With every new infection, the pandemic coronavirus gets new chances to mutate and adapt, creating opportunities for the virus to evolve new variants that are better at dodging our immune systems and making us sicker.
Anti-viral drugs, such as Paxlovid and remdesivir, aim to halt this incessant evolution in individual patients—shortening illnesses, snuffing out opportunities for mutation, and reducing transmission. But one antiviral appears to be backfiring—allowing SARS-CoV-2 more opportunities to mutate.
According to a new peer-reviewed study in the journal Nature, the anti-viral drug dubbed molnupiravir is linked to specific SARS-CoV-2 mutation signatures that happened to spring up in 2022 when the drug was introduced.
The study’s authors—led by researchers at the Francis Crick Institute in London and the University of Cambridge—scanned through more than 15 million SARS-CoV-2 genome sequences found in global databases. They picked out unique mutation signatures that closely linked to signatures seen in viruses from patients known to have been treated with molnupiravir. These suspected molnupiravir-linked mutation signatures also matched those seen in viruses examined in a clinical trial of molnupiravir. Overall, the signatures appeared in older people, who are most likely to have been treated with an antiviral, and people in countries where molnupiravir has often been used.

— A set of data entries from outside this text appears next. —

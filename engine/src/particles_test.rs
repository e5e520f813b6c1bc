#![allow(clippy::float_cmp)]

use super::*;

fn particle(x: f32, y: f32, vx: f32, vy: f32, life: f32) -> Particle {
    Particle { x, y, vx, vy, radius: 1.0, life }
}

fn pool(capacity: usize) -> ParticlePool {
    ParticlePool::with_capacity(capacity).expect("pool")
}

fn open() -> Constraints {
    Constraints::default()
}

fn boxed(right: f32, bottom: f32) -> Constraints {
    Constraints { right, bottom, ..Constraints::default() }
}

// =============================================================
// Records and params
// =============================================================

#[test]
fn spawn_record_validation() {
    let rec = ParticleRecord { x: 0.0, y: 0.0, vx: 1.0, vy: 1.0, radius: 2.0, life: 1.0 };
    assert_eq!(Particle::from_record(&rec).expect("valid").to_record(), rec);
    assert!(Particle::from_record(&ParticleRecord { radius: -1.0, ..rec }).is_err());
    assert!(Particle::from_record(&ParticleRecord { vx: f32::NAN, ..rec }).is_err());
    assert!(Particle::from_record(&ParticleRecord { life: f32::INFINITY, ..rec }).is_ok());
}

#[test]
fn params_reject_out_of_range() {
    let ok = ParticleParamsRecord { gravity_x: 0.0, gravity_y: 900.0, damping: 0.995, restitution: 0.6 };
    assert!(ParticleParams::from_record(&ok).is_ok());
    assert!(ParticleParams::from_record(&ParticleParamsRecord { restitution: 1.2, ..ok }).is_err());
    assert!(ParticleParams::from_record(&ParticleParamsRecord { damping: -0.1, ..ok }).is_err());
    assert!(ParticleParams::from_record(&ParticleParamsRecord { gravity_y: f32::INFINITY, ..ok }).is_err());
}

// =============================================================
// Capacity
// =============================================================

#[test]
fn spawn_beyond_capacity_rejects_excess() {
    let mut p = pool(3);
    let batch = vec![particle(0.0, 0.0, 0.0, 0.0, 1.0); 2];
    assert_eq!(p.spawn(&batch), 2);
    assert_eq!(p.spawn(&batch), 1);
    assert_eq!(p.spawn(&batch), 0);
    assert_eq!(p.len(), 3);
}

#[test]
fn clear_empties_pool() {
    let mut p = pool(3);
    p.spawn(&[particle(0.0, 0.0, 0.0, 0.0, 1.0)]);
    p.clear();
    assert!(p.is_empty());
}

// =============================================================
// Step
// =============================================================

#[test]
fn gravity_applies_before_motion() {
    let mut p = pool(1);
    p.spawn(&[particle(0.0, 0.0, 0.0, 0.0, 10.0)]);
    let params = ParticleParams { gravity_y: 10.0, ..ParticleParams::default() };
    p.step(&params, &open(), 0.5);
    let q = p.as_slice()[0];
    assert_eq!(q.vy, 5.0);
    assert_eq!(q.y, 2.5);
}

#[test]
fn life_expires_on_the_frame_elapsed_reaches_life() {
    let mut p = pool(1);
    p.spawn(&[particle(10.0, 10.0, 0.0, 0.0, 1.0)]);
    for frame in 1..=3 {
        p.step(&ParticleParams::default(), &open(), 0.25);
        assert_eq!(p.len(), 1, "present after frame {frame}");
    }
    p.step(&ParticleParams::default(), &open(), 0.25);
    assert!(p.is_empty());
}

#[test]
fn life_expiry_does_not_drift_with_fractional_dt() {
    let mut p = pool(1);
    p.spawn(&[particle(10.0, 10.0, 0.0, 0.0, 0.1)]);
    let dt = 1.0_f32 / 60.0;
    for frame in 1..=5 {
        p.step(&ParticleParams::default(), &open(), dt);
        assert_eq!(p.len(), 1, "present after frame {frame}");
    }
    p.step(&ParticleParams::default(), &open(), dt);
    assert!(p.is_empty());
}

#[test]
fn remaining_life_counts_down_from_deadline() {
    let mut p = pool(1);
    p.spawn(&[particle(0.0, 0.0, 0.0, 0.0, 2.0)]);
    p.step(&ParticleParams::default(), &open(), 0.5);
    assert_eq!(p.as_slice()[0].life, 1.5);
}

#[test]
fn late_spawn_expires_relative_to_its_own_spawn() {
    let mut p = pool(2);
    p.step(&ParticleParams::default(), &open(), 0.75);
    p.spawn(&[particle(0.0, 0.0, 0.0, 0.0, 0.5)]);
    p.step(&ParticleParams::default(), &open(), 0.25);
    assert_eq!(p.len(), 1);
    p.step(&ParticleParams::default(), &open(), 0.25);
    assert!(p.is_empty());
}

#[test]
fn restitution_flips_normal_component_only() {
    let mut p = pool(1);
    p.spawn(&[particle(95.0, 50.0, 100.0, 7.0, 10.0)]);
    let params = ParticleParams { restitution: 0.6, ..ParticleParams::default() };
    p.step(&params, &boxed(100.0, 100.0), 0.1);
    let q = p.as_slice()[0];
    assert_eq!(q.x, 100.0);
    assert_eq!(q.vx, -100.0_f32 * 0.6);
    assert_eq!(q.vy, 7.0);
}

#[test]
fn zero_restitution_stops_dead_at_floor() {
    let mut p = pool(1);
    p.spawn(&[particle(10.0, 99.0, 0.0, 50.0, 10.0)]);
    let params = ParticleParams { restitution: 0.0, ..ParticleParams::default() };
    p.step(&params, &boxed(100.0, 100.0), 0.1);
    let q = p.as_slice()[0];
    assert_eq!(q.y, 100.0);
    assert_eq!(q.vy, 0.0);
}

#[test]
fn open_sides_never_collide() {
    let mut p = pool(1);
    p.spawn(&[particle(10.0, 10.0, 1000.0, 1000.0, 10.0)]);
    p.step(&ParticleParams::default(), &open(), 0.1);
    let q = p.as_slice()[0];
    assert_eq!((q.x, q.y, q.vx), (110.0, 110.0, 1000.0));
}

#[test]
fn damping_scales_velocity_per_second() {
    let mut p = pool(1);
    p.spawn(&[particle(0.0, 0.0, 100.0, 0.0, 10.0)]);
    let params = ParticleParams { damping: 0.25, ..ParticleParams::default() };
    p.step(&params, &open(), 0.5);
    assert!((p.as_slice()[0].vx - 50.0).abs() < 1e-3);
}

// =============================================================
// Output and seeding
// =============================================================

#[test]
fn write_uses_spawn_layout() {
    let mut p = pool(2);
    p.spawn(&[particle(1.0, 2.0, 3.0, 4.0, 5.0)]);
    let mut out = Vec::new();
    p.write(&mut out);
    assert_eq!(out, vec![1.0, 2.0, 3.0, 4.0, 1.0, 5.0]);
}

#[test]
fn seed_ring_replaces_pool_up_to_capacity() {
    let mut p = pool(8);
    p.spawn(&[particle(0.0, 0.0, 0.0, 0.0, 1.0)]);
    assert_eq!(p.seed_ring(20, Point::new(400.0, 300.0)), 8);
    assert_eq!(p.len(), 8);
    let first = p.as_slice()[0];
    assert!((first.x - (400.0 + SEED_RING_RADIUS)).abs() < 1e-3);
    assert!((first.y - 300.0).abs() < 1e-3);
    assert!(first.vx > 0.0);
}
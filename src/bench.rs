//! Headless frame-cost benchmark.
//!
//! Each run builds a fresh engine with a grid of nodes, seeds the requested
//! number of particles on a ring, and drives a single pointer that grabs a
//! random node, drags it along a random walk, and lets go. Only the timed
//! frames after warm-up count toward the average.

#[cfg(test)]
#[path = "bench_test.rs"]
mod bench_test;

use std::time::Instant;

use rand::rngs::StdRng;
use rand::{Rng, SeedableRng};
use scene_buffers::{ConstraintsRecord, NodeRecord, ParticleParamsRecord, PointerLayout, PointerRecord};
use scene_engine::{EngineCore, EngineError};
use serde::Serialize;

use crate::config::BenchConfig;

const WORLD_W: f32 = 1280.0;
const WORLD_H: f32 = 720.0;
const GRID_COLUMNS: usize = 8;
const NODE_W: f32 = 96.0;
const NODE_H: f32 = 64.0;
const NODE_GAP: f32 = 24.0;
/// Frames a drag lasts before the pointer lifts and picks another node.
const DRAG_FRAMES: u32 = 45;
const DRAG_STEP_PX: f32 = 12.0;
const POINTER_ID: i32 = 1;

#[derive(Debug, thiserror::Error)]
pub enum BenchError {
    #[error("invalid configuration: {0}")]
    Config(String),
    #[error("engine error: {0}")]
    Engine(#[from] EngineError),
    #[error("failed to encode results: {0}")]
    Json(#[from] serde_json::Error),
}

/// Timing for one particle count.
#[derive(Debug, Clone, Serialize)]
pub struct RunResult {
    pub particles: usize,
    /// Particles the pool actually admitted.
    pub seeded: usize,
    pub frames: u32,
    pub avg_step_ms: f64,
    pub est_fps: f64,
}

/// Run every configured particle count in order.
///
/// # Errors
///
/// Returns the first configuration or engine error.
pub fn run(cfg: &BenchConfig) -> Result<Vec<RunResult>, BenchError> {
    cfg.validate()?;
    let mut rng = StdRng::seed_from_u64(cfg.seed);
    cfg.particle_counts.iter().map(|&count| run_one(cfg, count, &mut rng)).collect()
}

fn run_one(cfg: &BenchConfig, particles: usize, rng: &mut StdRng) -> Result<RunResult, BenchError> {
    let mut engine = EngineCore::new();
    engine.init(particles.max(cfg.nodes).max(1))?;
    engine.set_constraints(&scene_buffers::encode(&[ConstraintsRecord {
        left: 0.0,
        top: 0.0,
        right: WORLD_W,
        bottom: WORLD_H,
        grid_x: 1.0,
        grid_y: 1.0,
        inertia: 1.0,
        damping: 0.9,
    }]))?;
    engine.set_particle_params(&scene_buffers::encode(&[ParticleParamsRecord {
        gravity_x: 0.0,
        gravity_y: 500.0,
        damping: 0.02,
        restitution: 0.2,
    }]))?;
    engine.upsert_nodes(&scene_buffers::encode(&grid_nodes(cfg.nodes)))?;
    let seeded = engine.seed_particles_for_bench(particles)?;
    tracing::debug!(particles, seeded, nodes = cfg.nodes, "bench scene ready");

    let mut drag = DragDriver::default();
    for _ in 0..cfg.warmup {
        drag.frame(&mut engine, cfg.dt, rng)?;
    }
    let started = Instant::now();
    for _ in 0..cfg.frames {
        drag.frame(&mut engine, cfg.dt, rng)?;
    }
    let elapsed_ms = started.elapsed().as_secs_f64() * 1000.0;

    let avg_step_ms = elapsed_ms / f64::from(cfg.frames);
    let est_fps = if avg_step_ms > 0.0 { 1000.0 / avg_step_ms } else { 0.0 };
    tracing::info!(particles, avg_step_ms, est_fps, "bench run complete");
    Ok(RunResult { particles, seeded, frames: cfg.frames, avg_step_ms, est_fps })
}

/// Nodes laid out row by row, ids starting at 1.
pub fn grid_nodes(n: usize) -> Vec<NodeRecord> {
    (0..n)
        .map(|i| {
            let col = (i % GRID_COLUMNS) as f32;
            let row = (i / GRID_COLUMNS) as f32;
            NodeRecord {
                id: i as i32 + 1,
                x: NODE_GAP + col * (NODE_W + NODE_GAP),
                y: NODE_GAP + row * (NODE_H + NODE_GAP),
                w: NODE_W,
                h: NODE_H,
                vx: 0.0,
                vy: 0.0,
                flags: 0,
            }
        })
        .collect()
}

/// One pointer alternating between grabbing a node and releasing it.
#[derive(Debug, Default)]
struct DragDriver {
    pos: Option<(f32, f32)>,
    frames_left: u32,
}

impl DragDriver {
    fn frame(&mut self, engine: &mut EngineCore, dt: f32, rng: &mut StdRng) -> Result<(), BenchError> {
        let pointer = match self.pos {
            Some((x, y)) if self.frames_left > 0 => {
                self.frames_left -= 1;
                let nx = (x + rng.random_range(-DRAG_STEP_PX..=DRAG_STEP_PX)).clamp(0.0, WORLD_W);
                let ny = (y + rng.random_range(-DRAG_STEP_PX..=DRAG_STEP_PX)).clamp(0.0, WORLD_H);
                self.pos = Some((nx, ny));
                PointerRecord { id: POINTER_ID, x: nx, y: ny, pressure: 1.0, buttons: 1 }
            }
            Some((x, y)) => {
                self.pos = None;
                PointerRecord { id: POINTER_ID, x, y, pressure: 0.0, buttons: 0 }
            }
            None => {
                let (x, y) = Self::grab_point(engine, rng);
                self.pos = Some((x, y));
                self.frames_left = DRAG_FRAMES;
                PointerRecord { id: POINTER_ID, x, y, pressure: 1.0, buttons: 1 }
            }
        };
        engine.apply_pointers(&scene_buffers::encode_pointers(&[pointer], PointerLayout::Compact))?;
        engine.process_frame(dt)?;
        Ok(())
    }

    /// Centre of a random live node, or a random point if there are none.
    fn grab_point(engine: &EngineCore, rng: &mut StdRng) -> (f32, f32) {
        let count = engine.stats().map_or(0, |s| s.nodes);
        if count > 0 {
            let id = rng.random_range(1..=count) as i32;
            if let Some(node) = engine.node(id) {
                return (node.x + node.width() / 2.0, node.y + node.height() / 2.0);
            }
        }
        (rng.random_range(0.0..WORLD_W), rng.random_range(0.0..WORLD_H))
    }
}

/// Render results as the CSV table the bench prints by default.
#[must_use]
pub fn format_table(results: &[RunResult]) -> String {
    let mut out = String::from("particles, avg_step_ms, est_fps\n");
    for r in results {
        out.push_str(&format!("{}, {:.4}, {:.1}\n", r.particles, r.avg_step_ms, r.est_fps));
    }
    out
}
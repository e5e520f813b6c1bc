use scene_buffers::BufferError;

/// Error returned by [`crate::EngineCore`] operations.
///
/// Every variant is recoverable except [`EngineError::Initialization`], which
/// leaves the engine not-ready until the next successful `init`. A rejected
/// call never partially mutates engine state.
#[derive(Debug, Clone, PartialEq, thiserror::Error)]
pub enum EngineError {
    /// Pools could not be allocated for the requested capacity.
    #[error("engine initialization failed: {0}")]
    Initialization(String),
    /// An input buffer did not match its record layout.
    #[error("malformed buffer: {0}")]
    MalformedBuffer(#[from] BufferError),
    /// A scalar argument or buffer field is out of range.
    #[error("invalid argument: {0}")]
    InvalidArgument(String),
    /// The call arrived before a successful `init`.
    #[error("engine not initialized")]
    NotReady,
}

impl EngineError {
    pub(crate) fn invalid(msg: impl Into<String>) -> Self {
        Self::InvalidArgument(msg.into())
    }
}
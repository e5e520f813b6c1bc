#[cfg(test)]
#[path = "hit_test.rs"]
mod hit_test;

use crate::geom::Point;
use crate::particles::Particle;
use crate::scene::{Node, NodeFlags, NodeId};

/// What a point landed on.
#[derive(Debug, Clone, Copy, PartialEq, Eq)]
pub enum Hit {
    Node(NodeId),
    /// Index into the live particle pool.
    Particle(usize),
}

/// Test what is under `pt`, nodes first, then particles.
#[must_use]
pub fn hit_test(nodes: &[Node], particles: &[Particle], pt: Point) -> Option<Hit> {
    topmost_node(nodes, pt)
        .map(Hit::Node)
        .or_else(|| topmost_particle(particles, pt).map(Hit::Particle))
}

/// Topmost (last in draw order) non-passive node containing `pt`.
#[must_use]
pub fn topmost_node(nodes: &[Node], pt: Point) -> Option<NodeId> {
    nodes
        .iter()
        .rev()
        .find(|n| !n.flags.contains(NodeFlags::PASSIVE) && n.contains(pt))
        .map(|n| n.id)
}

/// Last-spawned particle whose radius box contains `pt`.
#[must_use]
pub fn topmost_particle(particles: &[Particle], pt: Point) -> Option<usize> {
    particles.iter().rposition(|p| {
        pt.x >= p.x - p.radius && pt.x <= p.x + p.radius && pt.y >= p.y - p.radius && pt.y <= p.y + p.radius
    })
}

/// Resolve the node a pinch at `centroid` should scale.
///
/// Non-image nodes win over image nodes at the centroid; with nothing under
/// the centroid the single-pointer `fallback` is used. Pinned nodes are
/// never returned.
#[must_use]
pub fn pinch_target(nodes: &[Node], centroid: Point, fallback: Option<NodeId>) -> Option<NodeId> {
    let mut image = None;
    for node in nodes.iter().rev() {
        if node.flags.intersects(NodeFlags::PASSIVE | NodeFlags::PINNED) || !node.contains(centroid) {
            continue;
        }
        if !node.flags.contains(NodeFlags::IMAGE) {
            return Some(node.id);
        }
        if image.is_none() {
            image = Some(node.id);
        }
    }
    image.or_else(|| fallback.filter(|id| nodes.iter().any(|n| n.id == *id && !n.is_pinned())))
}
use super::*;
use scene_buffers::NodeRecord;

fn node(id: NodeId, x: f32, y: f32, w: f32, h: f32, flags: NodeFlags) -> Node {
    let rec = NodeRecord { id, x, y, w, h, vx: 0.0, vy: 0.0, flags: flags.bits() };
    Node::from_record(&rec).expect("node")
}

fn particle(x: f32, y: f32, radius: f32) -> Particle {
    Particle { x, y, vx: 0.0, vy: 0.0, radius, life: 1.0 }
}

// =============================================================
// topmost_node
// =============================================================

#[test]
fn empty_scene_hits_nothing() {
    assert_eq!(topmost_node(&[], Point::new(0.0, 0.0)), None);
    assert_eq!(hit_test(&[], &[], Point::new(0.0, 0.0)), None);
}

#[test]
fn last_inserted_wins_on_overlap() {
    let nodes = [
        node(1, 0.0, 0.0, 100.0, 100.0, NodeFlags::empty()),
        node(2, 50.0, 50.0, 100.0, 100.0, NodeFlags::empty()),
    ];
    assert_eq!(topmost_node(&nodes, Point::new(75.0, 75.0)), Some(2));
    assert_eq!(topmost_node(&nodes, Point::new(10.0, 10.0)), Some(1));
}

#[test]
fn boundary_edge_counts_as_inside() {
    let nodes = [node(1, 10.0, 10.0, 20.0, 20.0, NodeFlags::empty())];
    assert_eq!(topmost_node(&nodes, Point::new(10.0, 10.0)), Some(1));
    assert_eq!(topmost_node(&nodes, Point::new(30.0, 30.0)), Some(1));
    assert_eq!(topmost_node(&nodes, Point::new(30.5, 30.0)), None);
}

#[test]
fn passive_nodes_are_transparent() {
    let nodes = [
        node(1, 0.0, 0.0, 100.0, 100.0, NodeFlags::empty()),
        node(2, 0.0, 0.0, 100.0, 100.0, NodeFlags::PASSIVE),
    ];
    assert_eq!(topmost_node(&nodes, Point::new(50.0, 50.0)), Some(1));
}

// =============================================================
// topmost_particle
// =============================================================

#[test]
fn particle_hit_uses_radius_box_and_latest_spawn() {
    let particles = [particle(10.0, 10.0, 5.0), particle(12.0, 12.0, 5.0)];
    assert_eq!(topmost_particle(&particles, Point::new(11.0, 11.0)), Some(1));
    assert_eq!(topmost_particle(&particles, Point::new(5.0, 5.0)), Some(0));
    assert_eq!(topmost_particle(&particles, Point::new(30.0, 30.0)), None);
}

#[test]
fn nodes_take_precedence_over_particles() {
    let nodes = [node(7, 0.0, 0.0, 20.0, 20.0, NodeFlags::empty())];
    let particles = [particle(10.0, 10.0, 5.0)];
    assert_eq!(hit_test(&nodes, &particles, Point::new(10.0, 10.0)), Some(Hit::Node(7)));
    assert_eq!(hit_test(&nodes, &particles, Point::new(40.0, 40.0)), None);
    assert_eq!(hit_test(&[], &particles, Point::new(10.0, 10.0)), Some(Hit::Particle(0)));
}

// =============================================================
// pinch_target
// =============================================================

#[test]
fn pinch_prefers_text_over_image_at_centroid() {
    let nodes = [
        node(1, 0.0, 0.0, 100.0, 100.0, NodeFlags::empty()),
        node(2, 0.0, 0.0, 100.0, 100.0, NodeFlags::IMAGE),
    ];
    assert_eq!(pinch_target(&nodes, Point::new(50.0, 50.0), None), Some(1));
}

#[test]
fn pinch_falls_back_to_image_then_single_target() {
    let nodes = [
        node(1, 0.0, 0.0, 10.0, 10.0, NodeFlags::empty()),
        node(2, 50.0, 50.0, 100.0, 100.0, NodeFlags::IMAGE),
    ];
    assert_eq!(pinch_target(&nodes, Point::new(60.0, 60.0), Some(1)), Some(2));
    assert_eq!(pinch_target(&nodes, Point::new(300.0, 300.0), Some(1)), Some(1));
    assert_eq!(pinch_target(&nodes, Point::new(300.0, 300.0), None), None);
}

#[test]
fn pinned_nodes_are_never_pinch_targets() {
    let nodes = [node(1, 0.0, 0.0, 100.0, 100.0, NodeFlags::PINNED)];
    assert_eq!(pinch_target(&nodes, Point::new(50.0, 50.0), None), None);
    assert_eq!(pinch_target(&nodes, Point::new(500.0, 500.0), Some(1)), None);
}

Beyond simply finding molnupiravir-linked mutations, the researchers noted concerning features of them. The researchers found evidence that some of the molnupiravir-linked mutations were under positive selection—that is, they increased in frequency, suggesting that they were advantageous to the virus in some way. They also noted that some viruses with molnupiravir-linked mutations were passed on from person to person in clusters, which suggested onward transmission of these drug-induced mutations.
The findings indicate that “molnupiravir results in new mutations, increasing the genetic diversity in the surviving viral population,” Theo Sanderson, lead author and postdoctoral researcher at the Francis Crick Institute, said in a statement.
For now, there is no evidence that molnupiravir has contributed to the development of any of the most significant SARS-CoV-2 variants, such as omicron. And the clusters of transmission seen in the data are small. Still, Sanderson says the study’s finding is important for weighing the risks and benefits of molnupiravir, highlighting the “possibility of persistent antiviral-induced mutations.”